EXERCISE OBJECTIVE — Return all lines in the material below that contain "format".

Segment Start: DATASET EXTRACT

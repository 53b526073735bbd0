//! PostgreSQL section repository implementation

use async_trait::async_trait;
use sqlx::PgPool;
use uuid::Uuid;

use crate::error::{DbError, DbResult};
use crate::models::SectionRow;
use crate::repo::{CreateSection, SectionRepository};

const SECTION_COLUMNS: &str = "id, name, class_id, created_at";

/// PostgreSQL section repository
#[derive(Clone)]
pub struct PgSectionRepository {
    pool: PgPool,
}

impl PgSectionRepository {
    /// Create a new section repository
    pub fn new(pool: PgPool) -> Self {
        Self { pool }
    }
}

#[async_trait]
impl SectionRepository for PgSectionRepository {
    async fn find_by_id(&self, id: Uuid) -> DbResult<Option<SectionRow>> {
        let section = sqlx::query_as::<_, SectionRow>(&format!(
            "SELECT {SECTION_COLUMNS} FROM sections WHERE id = $1"
        ))
        .bind(id)
        .fetch_optional(&self.pool)
        .await?;

        Ok(section)
    }

    async fn list_by_class(&self, class_id: Uuid) -> DbResult<Vec<SectionRow>> {
        let sections = sqlx::query_as::<_, SectionRow>(&format!(
            "SELECT {SECTION_COLUMNS} FROM sections WHERE class_id = $1 ORDER BY name"
        ))
        .bind(class_id)
        .fetch_all(&self.pool)
        .await?;

        Ok(sections)
    }

    async fn create(&self, section: CreateSection) -> DbResult<SectionRow> {
        let row = sqlx::query_as::<_, SectionRow>(&format!(
            r#"
            INSERT INTO sections (id, name, class_id)
            VALUES ($1, $2, $3)
            RETURNING {SECTION_COLUMNS}
            "#
        ))
        .bind(section.id)
        .bind(&section.name)
        .bind(section.class_id)
        .fetch_one(&self.pool)
        .await?;

        Ok(row)
    }

    async fn delete(&self, id: Uuid) -> DbResult<()> {
        let result = sqlx::query("DELETE FROM sections WHERE id = $1")
            .bind(id)
            .execute(&self.pool)
            .await?;

        if result.rows_affected() == 0 {
            return Err(DbError::NotFound);
        }

        Ok(())
    }
}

Segment End: DATASET EXTRACT

SOLUTION FOR THIS TASK —
        let section = sqlx::query_as::<_, SectionRow>(&format!(
        let sections = sqlx::query_as::<_, SectionRow>(&format!(
        let row = sqlx::query_as::<_, SectionRow>(&format!(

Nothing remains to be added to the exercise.